**EXERCISE**: Go through the entries below. Copy out every line that contains "TimeoutLayer".

::: INPUT DATA :::

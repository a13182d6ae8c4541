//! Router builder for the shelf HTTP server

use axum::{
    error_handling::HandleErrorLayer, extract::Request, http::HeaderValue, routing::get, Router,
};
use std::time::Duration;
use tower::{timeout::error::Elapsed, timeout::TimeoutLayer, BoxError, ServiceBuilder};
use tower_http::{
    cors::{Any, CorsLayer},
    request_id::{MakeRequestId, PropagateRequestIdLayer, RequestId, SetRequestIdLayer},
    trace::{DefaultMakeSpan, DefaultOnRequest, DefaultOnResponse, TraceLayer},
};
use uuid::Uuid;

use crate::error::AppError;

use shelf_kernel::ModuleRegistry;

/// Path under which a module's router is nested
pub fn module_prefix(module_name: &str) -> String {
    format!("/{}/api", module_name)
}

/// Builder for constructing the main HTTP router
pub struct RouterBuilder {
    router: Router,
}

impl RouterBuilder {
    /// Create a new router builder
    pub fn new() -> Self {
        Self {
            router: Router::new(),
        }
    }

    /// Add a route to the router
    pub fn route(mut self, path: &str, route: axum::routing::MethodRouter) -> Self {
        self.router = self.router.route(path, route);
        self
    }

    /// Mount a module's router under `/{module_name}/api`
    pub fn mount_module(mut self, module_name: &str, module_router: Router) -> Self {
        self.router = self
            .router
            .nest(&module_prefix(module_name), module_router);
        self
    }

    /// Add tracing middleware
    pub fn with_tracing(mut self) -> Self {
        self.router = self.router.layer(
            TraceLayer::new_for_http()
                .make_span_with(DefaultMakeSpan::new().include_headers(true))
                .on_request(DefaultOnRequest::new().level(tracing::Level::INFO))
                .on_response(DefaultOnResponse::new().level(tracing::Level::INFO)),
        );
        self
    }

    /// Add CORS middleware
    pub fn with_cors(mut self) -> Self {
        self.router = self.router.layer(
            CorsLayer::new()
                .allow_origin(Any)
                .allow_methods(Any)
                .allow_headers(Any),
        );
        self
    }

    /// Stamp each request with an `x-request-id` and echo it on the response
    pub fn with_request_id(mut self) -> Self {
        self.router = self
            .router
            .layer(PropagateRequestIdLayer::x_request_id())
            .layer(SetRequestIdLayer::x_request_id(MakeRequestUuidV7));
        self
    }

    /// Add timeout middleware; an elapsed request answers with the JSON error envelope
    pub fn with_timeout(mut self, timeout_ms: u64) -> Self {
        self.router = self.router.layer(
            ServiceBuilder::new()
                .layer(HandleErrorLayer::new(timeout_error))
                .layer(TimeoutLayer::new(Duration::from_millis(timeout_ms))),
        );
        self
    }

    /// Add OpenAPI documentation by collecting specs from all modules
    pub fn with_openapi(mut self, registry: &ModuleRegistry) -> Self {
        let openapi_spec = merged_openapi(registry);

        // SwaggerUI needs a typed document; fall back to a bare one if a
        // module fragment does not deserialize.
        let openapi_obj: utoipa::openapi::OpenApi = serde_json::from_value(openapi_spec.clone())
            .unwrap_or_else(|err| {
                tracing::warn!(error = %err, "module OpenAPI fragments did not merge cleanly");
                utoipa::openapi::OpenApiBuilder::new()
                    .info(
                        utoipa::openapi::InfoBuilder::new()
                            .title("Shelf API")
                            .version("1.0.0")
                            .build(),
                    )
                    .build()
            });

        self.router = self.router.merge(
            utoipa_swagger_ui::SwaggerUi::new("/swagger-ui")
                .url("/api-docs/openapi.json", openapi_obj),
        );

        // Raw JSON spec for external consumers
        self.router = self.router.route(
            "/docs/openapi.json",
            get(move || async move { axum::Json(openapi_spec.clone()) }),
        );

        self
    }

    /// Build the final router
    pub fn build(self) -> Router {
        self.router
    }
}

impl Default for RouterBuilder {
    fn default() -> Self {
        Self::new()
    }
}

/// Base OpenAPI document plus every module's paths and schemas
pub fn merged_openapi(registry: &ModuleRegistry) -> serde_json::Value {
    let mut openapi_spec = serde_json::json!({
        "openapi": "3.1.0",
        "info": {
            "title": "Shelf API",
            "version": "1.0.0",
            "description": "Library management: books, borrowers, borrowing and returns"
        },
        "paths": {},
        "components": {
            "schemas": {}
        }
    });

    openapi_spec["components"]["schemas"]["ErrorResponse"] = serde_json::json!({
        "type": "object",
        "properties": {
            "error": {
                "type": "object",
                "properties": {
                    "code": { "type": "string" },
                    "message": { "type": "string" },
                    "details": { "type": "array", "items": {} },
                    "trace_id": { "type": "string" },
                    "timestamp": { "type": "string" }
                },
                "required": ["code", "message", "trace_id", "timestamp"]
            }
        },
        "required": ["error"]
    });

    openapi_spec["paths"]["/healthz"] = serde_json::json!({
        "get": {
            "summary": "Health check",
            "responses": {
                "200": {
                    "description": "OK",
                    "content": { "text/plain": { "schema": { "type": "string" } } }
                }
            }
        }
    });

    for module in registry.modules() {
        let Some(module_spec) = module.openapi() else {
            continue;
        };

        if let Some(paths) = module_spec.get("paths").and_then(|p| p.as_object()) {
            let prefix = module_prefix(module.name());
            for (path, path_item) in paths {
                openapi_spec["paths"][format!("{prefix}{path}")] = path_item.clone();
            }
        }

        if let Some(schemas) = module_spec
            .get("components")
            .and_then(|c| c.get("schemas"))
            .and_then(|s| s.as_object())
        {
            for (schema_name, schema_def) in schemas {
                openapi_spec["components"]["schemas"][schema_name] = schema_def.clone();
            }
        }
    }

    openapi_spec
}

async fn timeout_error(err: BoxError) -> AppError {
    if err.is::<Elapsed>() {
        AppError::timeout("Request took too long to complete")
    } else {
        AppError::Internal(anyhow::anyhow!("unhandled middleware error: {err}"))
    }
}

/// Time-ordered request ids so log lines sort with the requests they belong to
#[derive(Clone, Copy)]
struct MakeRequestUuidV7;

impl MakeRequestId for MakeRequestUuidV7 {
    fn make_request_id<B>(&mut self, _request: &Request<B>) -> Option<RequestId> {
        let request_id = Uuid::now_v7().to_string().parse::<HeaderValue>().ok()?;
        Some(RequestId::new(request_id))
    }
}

:::
::: INPUT DATA :::

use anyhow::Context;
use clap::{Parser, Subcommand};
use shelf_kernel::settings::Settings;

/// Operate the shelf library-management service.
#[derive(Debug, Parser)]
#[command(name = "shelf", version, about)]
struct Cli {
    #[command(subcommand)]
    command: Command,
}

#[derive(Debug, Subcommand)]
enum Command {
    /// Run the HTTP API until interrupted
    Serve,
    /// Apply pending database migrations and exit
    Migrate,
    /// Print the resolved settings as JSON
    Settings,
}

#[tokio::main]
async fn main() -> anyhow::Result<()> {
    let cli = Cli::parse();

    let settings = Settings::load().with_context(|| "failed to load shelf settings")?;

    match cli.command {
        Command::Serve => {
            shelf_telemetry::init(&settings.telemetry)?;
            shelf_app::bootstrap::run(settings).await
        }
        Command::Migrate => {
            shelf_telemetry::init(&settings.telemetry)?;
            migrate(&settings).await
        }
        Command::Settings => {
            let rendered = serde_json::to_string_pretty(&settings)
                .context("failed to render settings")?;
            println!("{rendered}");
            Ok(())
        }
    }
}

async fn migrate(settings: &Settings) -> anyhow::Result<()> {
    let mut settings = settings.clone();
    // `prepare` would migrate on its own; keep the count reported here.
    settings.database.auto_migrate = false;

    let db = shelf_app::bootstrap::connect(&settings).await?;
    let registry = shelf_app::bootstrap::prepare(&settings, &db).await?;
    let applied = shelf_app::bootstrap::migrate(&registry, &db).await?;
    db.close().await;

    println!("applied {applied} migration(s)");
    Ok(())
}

:::

**ANSWER TO THIS EXERCISE**:
use tower::{timeout::error::Elapsed, timeout::TimeoutLayer, BoxError, ServiceBuilder};
                .layer(TimeoutLayer::new(Duration::from_millis(timeout_ms))),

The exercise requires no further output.